Cape and Susan Simmons set out last Friday afternoon to conquer three lengths of Cowichan Lake, a 105-kilometre swim expected to take 50 hours.
“We faced some pretty ugly waves right off the bat on Friday afternoon. Susan was feeling nauseous and not holding any food down,” said Cape.
The physical exertion and choppy water eventually took their toll on Simmons, who pulled out after 44 km, but Cape kept on going.
She made up a lot of ground on the calm waters early Saturday morning, but the winds picked up again Saturday afternoon.
“We faced nine hours of brutal waves coming right at us, three and four-foot waves. We were just getting pummelled,” said Cape, who grew up in Saanich and now lives just over the municipal boundary in Victoria.
Sleep depravation may have been the only thing keeping Cape from packing it in.
“I think if I had been a bit more lucid, I would have been demoralized.”
But Cape soldiered on, getting encouragement from her support crew, which by this point now included Simmons urging her on from a kayak as well as joining her in the water.
“I was just there to make sure she didn’t go under and to help her keep her focus,” said Simmons, a Victoria resident who works and trains in Saanich.
“I couldn’t have done it without her,” said Cape.
But as Saturday night turned into Sunday morning the waves picked up again and Case was struggling and was hallucinating.
“There were some times I was pretty desperate and suffering. I was hearing stuff and then I realized it was me, I was whimpering because I was so cold.”
In order to have a marathon swim count, a swimmer must enter and exit the water under their own power. At 94 kilometres into her journey, Cape’s support crew suggested she walk ashore at a safe beach. “Otherwise it would be another four or five kilometres before there would be another safe beach access.”
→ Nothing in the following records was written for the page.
//! RGBA colors with HSL conversion and CSS serialization.
//!
//! Colors written in the source (`#FFF`, `red`) remember their spelling
//! and are emitted unchanged; colors produced by an operation or function
//! are serialized as the shortest suitable form: a color name, a hex
//! triplet or an `rgba()` call.
//!
//! ## Supported Color Formats
//!
//! - **Hex**: `#RGB`, `#RGBA`, `#RRGGBB`, `#RRGGBBAA`
//! - **Named**: CSS color names like `red`, `aliceblue`, `rebeccapurple`
//! - **Special**: `transparent`
//!
//! `rgb()`/`hsl()` calls are built-in functions and construct colors
//! through [`Color::rgba`] and [`Color::from_hsla`].

use phf::phf_map;

use super::number::format_float;

/// Channel values of the CSS named colors.
static NAMED_COLORS: phf::Map<&'static str, (u8, u8, u8)> = phf_map! {
    "aliceblue" => (240, 248, 255),
    "antiquewhite" => (250, 235, 215),
    "aqua" => (0, 255, 255),
    "aquamarine" => (127, 255, 212),
    "azure" => (240, 255, 255),
    "beige" => (245, 245, 220),
    "bisque" => (255, 228, 196),
    "black" => (0, 0, 0),
    "blanchedalmond" => (255, 235, 205),
    "blue" => (0, 0, 255),
    "blueviolet" => (138, 43, 226),
    "brown" => (165, 42, 42),
    "burlywood" => (222, 184, 135),
    "cadetblue" => (95, 158, 160),
    "chartreuse" => (127, 255, 0),
    "chocolate" => (210, 105, 30),
    "coral" => (255, 127, 80),
    "cornflowerblue" => (100, 149, 237),
    "cornsilk" => (255, 248, 220),
    "crimson" => (220, 20, 60),
    "cyan" => (0, 255, 255),
    "darkblue" => (0, 0, 139),
    "darkcyan" => (0, 139, 139),
    "darkgoldenrod" => (184, 134, 11),
    "darkgray" => (169, 169, 169),
    "darkgrey" => (169, 169, 169),
    "darkgreen" => (0, 100, 0),
    "darkkhaki" => (189, 183, 107),
    "darkmagenta" => (139, 0, 139),
    "darkolivegreen" => (85, 107, 47),
    "darkorange" => (255, 140, 0),
    "darkorchid" => (153, 50, 204),
    "darkred" => (139, 0, 0),
    "darksalmon" => (233, 150, 122),
    "darkseagreen" => (143, 188, 143),
    "darkslateblue" => (72, 61, 139),
    "darkslategray" => (47, 79, 79),
    "darkslategrey" => (47, 79, 79),
    "darkturquoise" => (0, 206, 209),
    "darkviolet" => (148, 0, 211),
    "deeppink" => (255, 20, 147),
    "deepskyblue" => (0, 191, 255),
    "dimgray" => (105, 105, 105),
    "dimgrey" => (105, 105, 105),
    "dodgerblue" => (30, 144, 255),
    "firebrick" => (178, 34, 34),
    "floralwhite" => (255, 250, 240),
    "forestgreen" => (34, 139, 34),
    "fuchsia" => (255, 0, 255),
    "gainsboro" => (220, 220, 220),
    "ghostwhite" => (248, 248, 255),
    "gold" => (255, 215, 0),
    "goldenrod" => (218, 165, 32),
    "gray" => (128, 128, 128),
    "grey" => (128, 128, 128),
    "green" => (0, 128, 0),
    "greenyellow" => (173, 255, 47),
    "honeydew" => (240, 255, 240),
    "hotpink" => (255, 105, 180),
    "indianred" => (205, 92, 92),
    "indigo" => (75, 0, 130),
    "ivory" => (255, 255, 240),
    "khaki" => (240, 230, 140),
    "lavender" => (230, 230, 250),
    "lavenderblush" => (255, 240, 245),
    "lawngreen" => (124, 252, 0),
    "lemonchiffon" => (255, 250, 205),
    "lightblue" => (173, 216, 230),
    "lightcoral" => (240, 128, 128),
    "lightcyan" => (224, 255, 255),
    "lightgoldenrodyellow" => (250, 250, 210),
    "lightgray" => (211, 211, 211),
    "lightgrey" => (211, 211, 211),
    "lightgreen" => (144, 238, 144),
    "lightpink" => (255, 182, 193),
    "lightsalmon" => (255, 160, 122),
    "lightseagreen" => (32, 178, 170),
    "lightskyblue" => (135, 206, 250),
    "lightslategray" => (119, 136, 153),
    "lightslategrey" => (119, 136, 153),
    "lightsteelblue" => (176, 196, 222),
    "lightyellow" => (255, 255, 224),
    "lime" => (0, 255, 0),
    "limegreen" => (50, 205, 50),
    "linen" => (250, 240, 230),
    "magenta" => (255, 0, 255),
    "maroon" => (128, 0, 0),
    "mediumaquamarine" => (102, 205, 170),
    "mediumblue" => (0, 0, 205),
    "mediumorchid" => (186, 85, 211),
    "mediumpurple" => (147, 112, 219),
    "mediumseagreen" => (60, 179, 113),
    "mediumslateblue" => (123, 104, 238),
    "mediumspringgreen" => (0, 250, 154),
    "mediumturquoise" => (72, 209, 204),
    "mediumvioletred" => (199, 21, 133),
    "midnightblue" => (25, 25, 112),
    "mintcream" => (245, 255, 250),
    "mistyrose" => (255, 228, 225),
    "moccasin" => (255, 228, 181),
    "navajowhite" => (255, 222, 173),
    "navy" => (0, 0, 128),
    "oldlace" => (253, 245, 230),
    "olive" => (128, 128, 0),
    "olivedrab" => (107, 142, 35),
    "orange" => (255, 165, 0),
    "orangered" => (255, 69, 0),
    "orchid" => (218, 112, 214),
    "palegoldenrod" => (238, 232, 170),
    "palegreen" => (152, 251, 152),
    "paleturquoise" => (175, 238, 238),
    "palevioletred" => (219, 112, 147),
    "papayawhip" => (255, 239, 213),
    "peachpuff" => (255, 218, 185),
    "peru" => (205, 133, 63),
    "pink" => (255, 192, 203),
    "plum" => (221, 160, 221),
    "powderblue" => (176, 224, 230),
    "purple" => (128, 0, 128),
    "rebeccapurple" => (102, 51, 153),
    "red" => (255, 0, 0),
    "rosybrown" => (188, 143, 143),
    "royalblue" => (65, 105, 225),
    "saddlebrown" => (139, 69, 19),
    "salmon" => (250, 128, 114),
    "sandybrown" => (244, 164, 96),
    "seagreen" => (46, 139, 87),
    "seashell" => (255, 245, 238),
    "sienna" => (160, 82, 45),
    "silver" => (192, 192, 192),
    "skyblue" => (135, 206, 235),
    "slateblue" => (106, 90, 205),
    "slategray" => (112, 128, 144),
    "slategrey" => (112, 128, 144),
    "snow" => (255, 250, 250),
    "springgreen" => (0, 255, 127),
    "steelblue" => (70, 130, 180),
    "tan" => (210, 180, 140),
    "teal" => (0, 128, 128),
    "thistle" => (216, 191, 216),
    "tomato" => (255, 99, 71),
    "turquoise" => (64, 224, 208),
    "violet" => (238, 130, 238),
    "wheat" => (245, 222, 179),
    "white" => (255, 255, 255),
    "whitesmoke" => (245, 245, 245),
    "yellow" => (255, 255, 0),
    "yellowgreen" => (154, 205, 50),
};

/// An RGBA color. Channels are kept as floats so repeated adjustments do
/// not accumulate rounding error; they are rounded on output.
#[derive(Clone, Debug)]
pub struct Color {
    /// Red component (0-255).
    pub r: f64,
    /// Green component (0-255).
    pub g: f64,
    /// Blue component (0-255).
    pub b: f64,
    /// Alpha component (0.0 = transparent, 1.0 = opaque).
    pub a: f64,
    /// Source spelling, kept for literal colors only.
    repr: Option<String>,
}

impl PartialEq for Color {
    fn eq(&self, other: &Self) -> bool {
        self.channels() == other.channels() && (self.a - other.a).abs() < 1e-10
    }
}

impl Color {
    pub fn rgba(r: f64, g: f64, b: f64, a: f64) -> Self {
        Self {
            r: r.clamp(0.0, 255.0),
            g: g.clamp(0.0, 255.0),
            b: b.clamp(0.0, 255.0),
            a: a.clamp(0.0, 1.0),
            repr: None,
        }
    }

    pub fn rgb(r: f64, g: f64, b: f64) -> Self {
        Self::rgba(r, g, b, 1.0)
    }

    /// Returns a copy of this color with the specified alpha value.
    pub fn with_alpha(&self, alpha: f64) -> Self {
        Self::rgba(self.r, self.g, self.b, alpha)
    }

    fn with_repr(mut self, repr: &str) -> Self {
        self.repr = Some(repr.to_string());
        self
    }

    /// Rounded 8-bit channels.
    pub fn channels(&self) -> (u8, u8, u8) {
        (
            self.r.round() as u8,
            self.g.round() as u8,
            self.b.round() as u8,
        )
    }

    /// Parses a hex color from the digits after `#`, remembering the
    /// original spelling.
    pub fn from_hex(digits: &str) -> Option<Self> {
        if !digits.chars().all(|c| c.is_ascii_hexdigit()) {
            return None;
        }
        let nibble = |i: usize| u8::from_str_radix(&digits[i..=i], 16).ok().map(|v| v * 17);
        let pair = |i: usize| u8::from_str_radix(&digits[i..i + 2], 16).ok();
        let (r, g, b, a) = match digits.len() {
            3 => (nibble(0)?, nibble(1)?, nibble(2)?, 255),
            4 => (nibble(0)?, nibble(1)?, nibble(2)?, nibble(3)?),
            6 => (pair(0)?, pair(2)?, pair(4)?, 255),
            8 => (pair(0)?, pair(2)?, pair(4)?, pair(6)?),
            _ => return None,
        };
        let color = Self::rgba(r as f64, g as f64, b as f64, a as f64 / 255.0);
        Some(color.with_repr(&format!("#{digits}")))
    }

    /// Looks up a CSS color name, remembering the original spelling.
    pub fn from_name(name: &str) -> Option<Self> {
        let lower = name.to_ascii_lowercase();
        if lower == "transparent" {
            return Some(Self::rgba(0.0, 0.0, 0.0, 0.0).with_repr(name));
        }
        let (r, g, b) = NAMED_COLORS.get(lower.as_str())?;
        Some(Self::rgb(*r as f64, *g as f64, *b as f64).with_repr(name))
    }

    /// Hue in degrees, saturation and lightness in percent.
    pub fn to_hsl(&self) -> (f64, f64, f64) {
        let r = self.r / 255.0;
        let g = self.g / 255.0;
        let b = self.b / 255.0;

        let max = r.max(g).max(b);
        let min = r.min(g).min(b);
        let l = (max + min) / 2.0;

        if (max - min).abs() < f64::EPSILON {
            return (0.0, 0.0, l * 100.0);
        }
        let d = max - min;
        let s = if l > 0.5 {
            d / (2.0 - max - min)
        } else {
            d / (max + min)
        };
        let mut h = if max == r {
            (g - b) / d + if g < b { 6.0 } else { 0.0 }
        } else if max == g {
            (b - r) / d + 2.0
        } else {
            (r - g) / d + 4.0
        };
        h /= 6.0;
        (h * 360.0, s * 100.0, l * 100.0)
    }

    /// Creates a color from hue (degrees), saturation and lightness
    /// (percent) and alpha.
    pub fn from_hsla(h: f64, s: f64, l: f64, a: f64) -> Self {
        let h = (h.rem_euclid(360.0)) / 360.0;
        let s = (s / 100.0).clamp(0.0, 1.0);
        let l = (l / 100.0).clamp(0.0, 1.0);
        let (r, g, b) = if s == 0.0 {
            (l, l, l)
        } else {
            let q = if l < 0.5 { l * (1.0 + s) } else { l + s - l * s };
            let p = 2.0 * l - q;
            (
                hue_to_rgb(p, q, h + 1.0 / 3.0),
                hue_to_rgb(p, q, h),
                hue_to_rgb(p, q, h - 1.0 / 3.0),
            )
        };
        Self::rgba(r * 255.0, g * 255.0, b * 255.0, a)
    }

    fn hex_string(&self, compressed: bool) -> String {
        let (r, g, b) = self.channels();
        let hex = format!("#{r:02x}{g:02x}{b:02x}");
        if compressed { shorten_hex(&hex) } else { hex }
    }

    fn name(&self) -> Option<&'static str> {
        if self.a < 1.0 {
            return None;
        }
        let channels = self.channels();
        NAMED_COLORS
            .entries()
            .filter(|(_, rgb)| **rgb == channels)
            .map(|(name, _)| *name)
            .min()
    }

    /// Serializes the color for CSS output.
    pub fn to_css(&self, precision: usize, compressed: bool) -> String {
        if let Some(repr) = &self.repr {
            if !compressed {
                return repr.clone();
            }
            if repr.starts_with('#') {
                return shorten_hex(repr);
            }
            if self.a >= 1.0 {
                let hex = self.hex_string(true);
                if hex.len() < repr.len() {
                    return hex;
                }
            }
            return repr.clone();
        }

        let (r, g, b) = self.channels();
        if self.a < 1.0 {
            if self.a == 0.0 && (r, g, b) == (0, 0, 0) {
                return "transparent".to_string();
            }
            let alpha = format_float(self.a, precision, compressed);
            return if compressed {
                format!("rgba({r},{g},{b},{alpha})")
            } else {
                format!("rgba({r}, {g}, {b}, {alpha})")
            };
        }

        let hex = self.hex_string(compressed);
        match self.name() {
            Some(name) if !compressed || name.len() < hex.len() => name.to_string(),
            _ => hex,
        }
    }
}

/// `#aabbcc` → `#abc`; other spellings are returned unchanged.
fn shorten_hex(hex: &str) -> String {
    let digits: Vec<char> = hex.chars().skip(1).collect();
    if digits.len() == 6
        && digits[0] == digits[1]
        && digits[2] == digits[3]
        && digits[4] == digits[5]
    {
        format!("#{}{}{}", digits[0], digits[2], digits[4])
    } else {
        hex.to_string()
    }
}

fn hue_to_rgb(p: f64, q: f64, mut t: f64) -> f64 {
    if t < 0.0 {
        t += 1.0;
    }
    if t > 1.0 {
        t -= 1.0;
    }
    if t < 1.0 / 6.0 {
        return p + (q - p) * 6.0 * t;
    }
    if t < 1.0 / 2.0 {
        return q;
    }
    if t < 2.0 / 3.0 {
        return p + (q - p) * (2.0 / 3.0 - t) * 6.0;
    }
    p
}

#[cfg(test)]
mod tests {
    use super::*;

    #[test]
    fn test_hex_3_digit() {
        let color = Color::from_hex("f00").unwrap();
        assert_eq!(color, Color::rgb(255.0, 0.0, 0.0));
        let color = Color::from_hex("abc").unwrap();
        assert_eq!(color, Color::rgb(170.0, 187.0, 204.0));
    }

    #[test]
    fn test_hex_8_digit_alpha() {
        let color = Color::from_hex("ff000080").unwrap();
        assert!((color.a - 128.0 / 255.0).abs() < 1e-9);
    }

    #[test]
    fn test_invalid_hex() {
        assert!(Color::from_hex("ggg").is_none());
        assert!(Color::from_hex("ff").is_none());
    }

    #[test]
    fn literal_keeps_spelling() {
        let color = Color::from_hex("FFF").unwrap();
        assert_eq!(color.to_css(5, false), "#FFF");
        assert_eq!(color.to_css(5, true), "#FFF");
        let color = Color::from_hex("FFFFFF").unwrap();
        assert_eq!(color.to_css(5, true), "#FFF");
    }

    #[test]
    fn computed_color_prefers_name() {
        assert_eq!(Color::rgb(255.0, 0.0, 0.0).to_css(5, false), "red");
        assert_eq!(Color::rgb(255.0, 255.0, 255.0).to_css(5, true), "#fff");
        assert_eq!(Color::rgb(18.0, 52.0, 86.0).to_css(5, false), "#123456");
    }

    #[test]
    fn translucent_color_uses_rgba() {
        let color = Color::rgba(255.0, 0.0, 0.0, 0.5);
        assert_eq!(color.to_css(5, false), "rgba(255, 0, 0, 0.5)");
        assert_eq!(color.to_css(5, true), "rgba(255,0,0,.5)");
    }

    #[test]
    fn hsl_round_trip() {
        let color = Color::from_hsla(120.0, 100.0, 25.0, 1.0);
        assert_eq!(color.channels(), (0, 128, 0));
        let (h, s, l) = color.to_hsl();
        assert!((h - 120.0).abs() < 0.5);
        assert!((s - 100.0).abs() < 0.5);
        assert!((l - 25.0).abs() < 0.5);
    }

    #[test]
    fn named_lookup_is_case_insensitive() {
        let color = Color::from_name("CornflowerBlue").unwrap();
        assert_eq!(color.channels(), (100, 149, 237));
        assert_eq!(color.to_css(5, false), "CornflowerBlue");
    }
}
That left her just 2.5 kilometres short of the world record of 96.5, but Cape believes she may have equalled the record for a woman swimmer.
But earning a spot in the record book isn’t what started Cape on this journey. It was Simmons battle with MS and her decision to swim across Cowichan Lake two years ago. The pair returned last year to swim across the lake and back. The reason behind the three swims was to help Simmons get across her message for those with MS.
“Her message is you don’t have to get the diagnosis and give up on life. You can still manage the disease,” said Cape, adding that message was expanded this year.
“Everybody is valuable. We wanted to say to everybody and anybody, get outside and do something.”
The pair were joined on the start of their swim by Special Olympic athlete Aly White.
“She had a goal to swim five kilometres and she swam 6.5 so she did great,” said Simmons.
The pair are accepting donations for the MS Society of Vancouver Island and Special Olympics Victoria. You can still contribute at swimmerslastlonger.com.